The case arose from a request for preliminary ruling. A Latvian court asked the Court of Justice to interpret the concept of de minimis aid as laid down in Commission Regulation 717/2014 on de minimis aid in the fishery and aquaculture sector.

The full text of the judgment can be accessed at:

CURIA – Documents (

Sātiņi-S, a Latvian company active in aquaculture, applied for compensation for damage that it had suffered from wild birds on a Natura 2000 site. The competent Latvian authority, which had categorised the compensation measure as de minimis aid, rejected the application on the grounds that Satini-S has already received the maximum allowable amount of de minimis aid in fisheries and aquaculture [i.e. EUR 30,000]. Satini-S argued that the compensation for damage should not have been categorised as State aid or de minimis aid. It also claimed violation of its property rights under Article 17 of the Charter of Fundamental Rights.

Article 17 of the Charter provides that “everyone has the right to own, use, dispose of and bequeath his or her lawfully acquired possessions. No one may be deprived of his or her possessions, except in the public interest and in the cases and under the conditions provided for by law, subject to fair compensation being paid in good time for their loss.
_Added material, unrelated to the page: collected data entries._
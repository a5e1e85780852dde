use super::*;
use shared::domain::{InsightWidget, Section, Widget};

fn insight_item(id: &str) -> Item {
    Item::new(Widget::Insight(InsightWidget {
        widget_ref: ObjRef::local(id),
        title: id.to_string(),
        description: String::new(),
        insight: ObjRef::identifier(format!("insight-{id}")),
        ignore_filters: Vec::new(),
        date_dataset: None,
        properties: None,
    }))
}

fn hydrated(refs: &[&str]) -> DashboardStore {
    let store = DashboardStore::default();
    let mut definition = DashboardDefinition::default();
    definition.descriptor.title = "Sales".to_string();
    definition.layout.sections.push(Section {
        items: refs.iter().map(|id| insight_item(id)).collect(),
        ..Section::default()
    });
    store
        .apply(Mutation::Hydrate {
            definition,
            attributes: Vec::new(),
        })
        .expect("hydrate");
    store
}

#[test]
fn untouched_slices_keep_their_allocation_and_revision() {
    let store = hydrated(&["a"]);
    let before = store.get_state();

    store
        .apply(Mutation::Rename {
            title: "Revenue".to_string(),
        })
        .expect("rename");
    let after = store.get_state();

    assert_eq!(after.descriptor.title, "Revenue");
    assert!(after.descriptor.revision() > before.descriptor.revision());
    assert!(after.layout.ptr_eq(&before.layout));
    assert_eq!(after.layout.revision(), before.layout.revision());
    assert!(after.filter_context.ptr_eq(&before.filter_context));
}

#[test]
fn snapshots_are_unaffected_by_later_mutations() {
    let store = hydrated(&["a"]);
    let snapshot = store.get_state();

    store
        .apply(Mutation::RemoveItem {
            section_index: 0,
            item_index: 0,
            stash: None,
            eager: true,
        })
        .expect("remove");

    assert_eq!(snapshot.layout.sections.len(), 1);
    assert!(store.get_state().layout.sections.is_empty());
}

#[test]
fn failed_mutation_leaves_state_and_revision_untouched() {
    let store = hydrated(&["a"]);
    let before = store.get_state();
    let revision = store.revision();

    let result = store.apply(Mutation::RemoveSection {
        index: 3,
        stash: None,
    });

    assert_eq!(result, Err(ReducerError::SectionOutOfRange { index: 3 }));
    assert_eq!(store.revision(), revision);
    assert_eq!(store.get_state(), before);
}

#[test]
fn listeners_see_the_committed_state() {
    let store = hydrated(&["a"]);
    let titles = Rc::new(RefCell::new(Vec::new()));
    let subscription = {
        let titles = titles.clone();
        store.subscribe(move |state| titles.borrow_mut().push(state.descriptor.title.clone()))
    };

    store
        .apply(Mutation::Rename {
            title: "Q1".to_string(),
        })
        .expect("rename");
    subscription.unsubscribe();
    store
        .apply(Mutation::Rename {
            title: "Q2".to_string(),
        })
        .expect("rename");

    assert_eq!(*titles.borrow(), vec!["Q1".to_string()]);
}

#[test]
fn mutating_from_a_listener_is_rejected() {
    let store = Rc::new(hydrated(&["a"]));
    let nested = Rc::new(RefCell::new(None));
    let _subscription = {
        let weak = Rc::downgrade(&store);
        let nested = nested.clone();
        store.subscribe(move |_| {
            if let Some(store) = weak.upgrade() {
                *nested.borrow_mut() =
                    Some(store.apply(Mutation::SetFilterBarExpanded { expanded: true }));
            }
        })
    };

    store
        .apply(Mutation::Rename {
            title: "x".to_string(),
        })
        .expect("outer mutation");

    assert_eq!(*nested.borrow(), Some(Err(ReducerError::Reentrant)));
    assert!(!store.get_state().ui.filter_bar_expanded);
}

#[test]
fn dirty_tracking_follows_the_persisted_baseline() {
    let store = hydrated(&["a"]);
    assert!(!store.get_state().is_dirty());

    store
        .apply(Mutation::Rename {
            title: "Edited".to_string(),
        })
        .expect("rename");
    assert!(store.get_state().is_dirty());

    let definition = store.get_state().definition();
    store
        .apply(Mutation::MarkSaved { definition })
        .expect("mark saved");
    assert!(!store.get_state().is_dirty());
}

#[test]
fn reset_restores_the_persisted_definition_and_clears_transient_state() {
    let store = hydrated(&["a", "b"]);
    let persisted = store.get_state().definition();
    store
        .apply(Mutation::RemoveItem {
            section_index: 0,
            item_index: 0,
            stash: Some(StashId::new("s")),
            eager: true,
        })
        .expect("remove");
    store
        .apply(Mutation::SelectWidget {
            widget_ref: Some(ObjRef::local("b")),
        })
        .expect("select");

    store.apply(Mutation::ResetToPersisted).expect("reset");

    let state = store.get_state();
    assert_eq!(state.definition(), persisted);
    assert!(state.stash.is_empty());
    assert_eq!(*state.ui, UiState::default());
}

#[test]
fn catalog_cache_resolves_every_display_form() {
    let cache = CatalogCache::from_attributes(vec![CatalogAttribute {
        attribute: ObjRef::identifier("attr.region"),
        title: "Region".to_string(),
        default_display_form: ObjRef::identifier("label.region"),
        display_forms: vec![ObjRef::identifier("label.region.code")],
    }]);

    assert_eq!(cache.len(), 1);
    for form in ["label.region", "label.region.code"] {
        let attribute = cache
            .attribute_by_display_form(&ObjRef::identifier(form))
            .expect("attribute");
        assert_eq!(attribute.title, "Region");
    }
    assert!(cache
        .attribute_by_display_form(&ObjRef::identifier("label.other"))
        .is_none());
}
The use of property may be regulated by law in so far as is necessary for the general interest.”

Article 17 of the Charter on Fundamental Rights

The Court of Justice, first, explained the conditions under which a person or undertaking may claim compensation for loss of property.

“(30) It should be noted at the outset that it is apparent from the wording of Article 17 of the Charter that that article expressly confers a right to compensation only in the event of deprivation of the right to property, such as expropriation, which is clearly not the situation in the present case.”

Then the Court made an important distinction between the deprivation of the right to property and the limitation of the use of property.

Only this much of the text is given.